Supplied records:
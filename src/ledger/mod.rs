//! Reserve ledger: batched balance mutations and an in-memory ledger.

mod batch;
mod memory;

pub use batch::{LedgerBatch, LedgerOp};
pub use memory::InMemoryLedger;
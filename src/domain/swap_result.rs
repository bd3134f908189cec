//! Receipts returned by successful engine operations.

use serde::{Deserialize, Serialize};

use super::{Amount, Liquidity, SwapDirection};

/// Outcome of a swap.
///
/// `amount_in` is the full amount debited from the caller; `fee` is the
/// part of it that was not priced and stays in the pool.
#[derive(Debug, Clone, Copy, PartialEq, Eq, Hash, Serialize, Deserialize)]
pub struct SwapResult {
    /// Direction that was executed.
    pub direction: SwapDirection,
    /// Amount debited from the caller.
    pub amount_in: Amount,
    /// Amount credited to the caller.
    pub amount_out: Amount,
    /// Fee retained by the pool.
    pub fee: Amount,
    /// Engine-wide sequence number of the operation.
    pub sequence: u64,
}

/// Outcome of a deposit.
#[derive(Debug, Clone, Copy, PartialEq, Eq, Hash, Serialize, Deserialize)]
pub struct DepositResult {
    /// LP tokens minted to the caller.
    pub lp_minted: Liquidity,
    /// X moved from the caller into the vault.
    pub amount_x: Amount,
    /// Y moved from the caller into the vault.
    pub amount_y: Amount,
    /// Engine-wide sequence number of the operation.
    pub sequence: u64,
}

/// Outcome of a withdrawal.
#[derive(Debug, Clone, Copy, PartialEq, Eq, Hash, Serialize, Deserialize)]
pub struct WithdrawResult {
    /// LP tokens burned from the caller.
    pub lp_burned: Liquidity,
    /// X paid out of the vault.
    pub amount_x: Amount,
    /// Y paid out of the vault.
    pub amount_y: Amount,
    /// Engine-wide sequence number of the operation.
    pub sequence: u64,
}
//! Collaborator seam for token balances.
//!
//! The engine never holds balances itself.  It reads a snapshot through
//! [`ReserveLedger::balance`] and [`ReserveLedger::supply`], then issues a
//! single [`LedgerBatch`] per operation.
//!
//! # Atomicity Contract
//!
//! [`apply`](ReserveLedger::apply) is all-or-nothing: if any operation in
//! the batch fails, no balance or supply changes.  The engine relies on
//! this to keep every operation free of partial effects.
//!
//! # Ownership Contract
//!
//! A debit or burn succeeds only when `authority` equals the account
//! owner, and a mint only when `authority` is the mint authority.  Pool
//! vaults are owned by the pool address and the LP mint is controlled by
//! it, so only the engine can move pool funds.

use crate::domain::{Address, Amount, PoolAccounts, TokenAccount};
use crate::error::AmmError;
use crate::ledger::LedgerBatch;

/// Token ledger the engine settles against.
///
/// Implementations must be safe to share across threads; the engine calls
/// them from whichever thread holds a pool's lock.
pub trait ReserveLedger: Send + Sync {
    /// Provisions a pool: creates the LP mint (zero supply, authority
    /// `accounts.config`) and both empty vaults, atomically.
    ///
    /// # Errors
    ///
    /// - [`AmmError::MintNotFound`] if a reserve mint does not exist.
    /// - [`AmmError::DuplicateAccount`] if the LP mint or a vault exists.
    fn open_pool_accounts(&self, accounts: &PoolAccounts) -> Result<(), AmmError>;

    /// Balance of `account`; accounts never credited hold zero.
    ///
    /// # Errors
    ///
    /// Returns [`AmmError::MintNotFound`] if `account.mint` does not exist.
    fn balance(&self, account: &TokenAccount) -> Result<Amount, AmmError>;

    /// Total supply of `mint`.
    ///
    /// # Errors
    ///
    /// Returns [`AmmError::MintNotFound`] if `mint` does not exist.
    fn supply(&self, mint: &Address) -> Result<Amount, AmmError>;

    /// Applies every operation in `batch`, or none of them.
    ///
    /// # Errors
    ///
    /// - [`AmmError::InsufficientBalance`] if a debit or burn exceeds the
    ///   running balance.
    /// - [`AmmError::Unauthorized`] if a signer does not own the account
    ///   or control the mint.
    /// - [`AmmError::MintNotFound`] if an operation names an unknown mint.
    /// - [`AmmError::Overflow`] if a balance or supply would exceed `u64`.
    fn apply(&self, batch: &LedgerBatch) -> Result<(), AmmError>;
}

Your assignment: Look above for the line holding "a vault exists.", then set down exactly that line and every line after it up to and including the line holding "fn supply(&self, mint: &Address)", with nothing else.

Exercise result:
    /// - [`AmmError::DuplicateAccount`] if the LP mint or a vault exists.
    fn open_pool_accounts(&self, accounts: &PoolAccounts) -> Result<(), AmmError>;

    /// Balance of `account`; accounts never credited hold zero.
    ///
    /// # Errors
    ///
    /// Returns [`AmmError::MintNotFound`] if `account.mint` does not exist.
    fn balance(&self, account: &TokenAccount) -> Result<Amount, AmmError>;

    /// Total supply of `mint`.
    ///
    /// # Errors
    ///
    /// Returns [`AmmError::MintNotFound`] if `mint` does not exist.
    fn supply(&self, mint: &Address) -> Result<Amount, AmmError>;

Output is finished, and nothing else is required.